Data items:
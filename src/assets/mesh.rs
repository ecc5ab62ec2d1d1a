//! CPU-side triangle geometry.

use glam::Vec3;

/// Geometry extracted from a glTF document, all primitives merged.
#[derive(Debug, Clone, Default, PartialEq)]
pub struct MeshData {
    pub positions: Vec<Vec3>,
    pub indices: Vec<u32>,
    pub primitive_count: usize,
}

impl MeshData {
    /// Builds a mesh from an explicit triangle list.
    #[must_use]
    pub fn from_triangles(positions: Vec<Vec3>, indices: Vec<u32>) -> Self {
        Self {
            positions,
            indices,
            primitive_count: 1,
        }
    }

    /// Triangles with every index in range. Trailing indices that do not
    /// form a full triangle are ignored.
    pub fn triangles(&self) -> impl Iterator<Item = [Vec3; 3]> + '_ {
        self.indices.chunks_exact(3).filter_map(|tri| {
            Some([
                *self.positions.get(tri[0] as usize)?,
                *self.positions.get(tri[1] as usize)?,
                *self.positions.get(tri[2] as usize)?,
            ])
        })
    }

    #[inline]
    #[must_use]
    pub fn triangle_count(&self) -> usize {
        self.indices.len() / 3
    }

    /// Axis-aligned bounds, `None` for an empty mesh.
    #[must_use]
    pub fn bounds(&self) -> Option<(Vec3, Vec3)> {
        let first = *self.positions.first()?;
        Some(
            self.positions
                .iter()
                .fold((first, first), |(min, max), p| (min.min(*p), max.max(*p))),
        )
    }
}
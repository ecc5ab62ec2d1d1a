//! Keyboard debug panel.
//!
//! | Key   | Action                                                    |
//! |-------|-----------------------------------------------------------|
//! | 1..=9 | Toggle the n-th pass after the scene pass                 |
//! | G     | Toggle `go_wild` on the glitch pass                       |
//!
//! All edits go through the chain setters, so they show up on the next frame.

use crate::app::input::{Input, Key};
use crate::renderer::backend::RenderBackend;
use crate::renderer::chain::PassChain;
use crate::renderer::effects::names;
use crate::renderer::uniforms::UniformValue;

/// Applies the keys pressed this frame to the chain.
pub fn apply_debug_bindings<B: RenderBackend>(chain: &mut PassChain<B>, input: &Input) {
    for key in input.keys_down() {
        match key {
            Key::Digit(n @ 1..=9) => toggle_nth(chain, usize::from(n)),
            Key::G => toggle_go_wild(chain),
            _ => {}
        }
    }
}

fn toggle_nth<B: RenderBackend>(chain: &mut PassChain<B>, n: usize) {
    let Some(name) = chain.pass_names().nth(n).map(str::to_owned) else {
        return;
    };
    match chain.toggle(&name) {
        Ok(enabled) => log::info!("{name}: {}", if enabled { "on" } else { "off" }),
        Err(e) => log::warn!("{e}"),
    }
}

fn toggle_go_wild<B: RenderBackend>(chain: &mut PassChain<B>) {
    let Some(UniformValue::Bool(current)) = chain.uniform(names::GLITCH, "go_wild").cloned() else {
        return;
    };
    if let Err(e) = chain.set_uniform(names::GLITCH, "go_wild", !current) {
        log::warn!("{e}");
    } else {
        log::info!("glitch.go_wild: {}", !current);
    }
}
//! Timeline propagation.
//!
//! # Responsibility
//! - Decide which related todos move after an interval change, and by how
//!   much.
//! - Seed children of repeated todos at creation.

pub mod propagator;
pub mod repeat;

:: TASK OBJECTIVE ::
Write out the records above exactly as given.

:: OUTPUT OF THE TASK ::
filename src/assets/mesh.rs
repository ecc5ab62ec2d1d1a
//! CPU-side triangle geometry.

use glam::Vec3;

/// Geometry extracted from a glTF document, all primitives merged.
#[derive(Debug, Clone, Default, PartialEq)]
pub struct MeshData {
    pub positions: Vec<Vec3>,
    pub indices: Vec<u32>,
    pub primitive_count: usize,
}

impl MeshData {
    /// Builds a mesh from an explicit triangle list.
    #[must_use]
    pub fn from_triangles(positions: Vec<Vec3>, indices: Vec<u32>) -> Self {
        Self {
            positions,
            indices,
            primitive_count: 1,
        }
    }

    /// Triangles with every index in range. Trailing indices that do not
    /// form a full triangle are ignored.
    pub fn triangles(&self) -> impl Iterator<Item = [Vec3; 3]> + '_ {
        self.indices.chunks_exact(3).filter_map(|tri| {
            Some([
                *self.positions.get(tri[0] as usize)?,
                *self.positions.get(tri[1] as usize)?,
                *self.positions.get(tri[2] as usize)?,
            ])
        })
    }

    #[inline]
    #[must_use]
    pub fn triangle_count(&self) -> usize {
        self.indices.len() / 3
    }

    /// Axis-aligned bounds, `None` for an empty mesh.
    #[must_use]
    pub fn bounds(&self) -> Option<(Vec3, Vec3)> {
        let first = *self.positions.first()?;
        Some(
            self.positions
                .iter()
                .fold((first, first), |(min, max), p| (min.min(*p), max.max(*p))),
        )
    }
}
repository ecc5ab62ec2d1d1a
//! Keyboard debug panel.
//!
//! | Key   | Action                                                    |
//! |-------|-----------------------------------------------------------|
//! | 1..=9 | Toggle the n-th pass after the scene pass                 |
//! | G     | Toggle `go_wild` on the glitch pass                       |
//!
//! All edits go through the chain setters, so they show up on the next frame.

use crate::app::input::{Input, Key};
use crate::renderer::backend::RenderBackend;
use crate::renderer::chain::PassChain;
use crate::renderer::effects::names;
use crate::renderer::uniforms::UniformValue;

/// Applies the keys pressed this frame to the chain.
pub fn apply_debug_bindings<B: RenderBackend>(chain: &mut PassChain<B>, input: &Input) {
    for key in input.keys_down() {
        match key {
            Key::Digit(n @ 1..=9) => toggle_nth(chain, usize::from(n)),
            Key::G => toggle_go_wild(chain),
            _ => {}
        }
    }
}

fn toggle_nth<B: RenderBackend>(chain: &mut PassChain<B>, n: usize) {
    let Some(name) = chain.pass_names().nth(n).map(str::to_owned) else {
        return;
    };
    match chain.toggle(&name) {
        Ok(enabled) => log::info!("{name}: {}", if enabled { "on" } else { "off" }),
        Err(e) => log::warn!("{e}"),
    }
}

fn toggle_go_wild<B: RenderBackend>(chain: &mut PassChain<B>) {
    let Some(UniformValue::Bool(current)) = chain.uniform(names::GLITCH, "go_wild").cloned() else {
        return;
    };
    if let Err(e) = chain.set_uniform(names::GLITCH, "go_wild", !current) {
        log::warn!("{e}");
    } else {
        log::info!("glitch.go_wild: {}", !current);
    }
}
//! Timeline propagation.
//!
//! # Responsibility
//! - Decide which related todos move after an interval change, and by how
//!   much.
//! - Seed children of repeated todos at creation.

pub mod propagator;
pub mod repeat;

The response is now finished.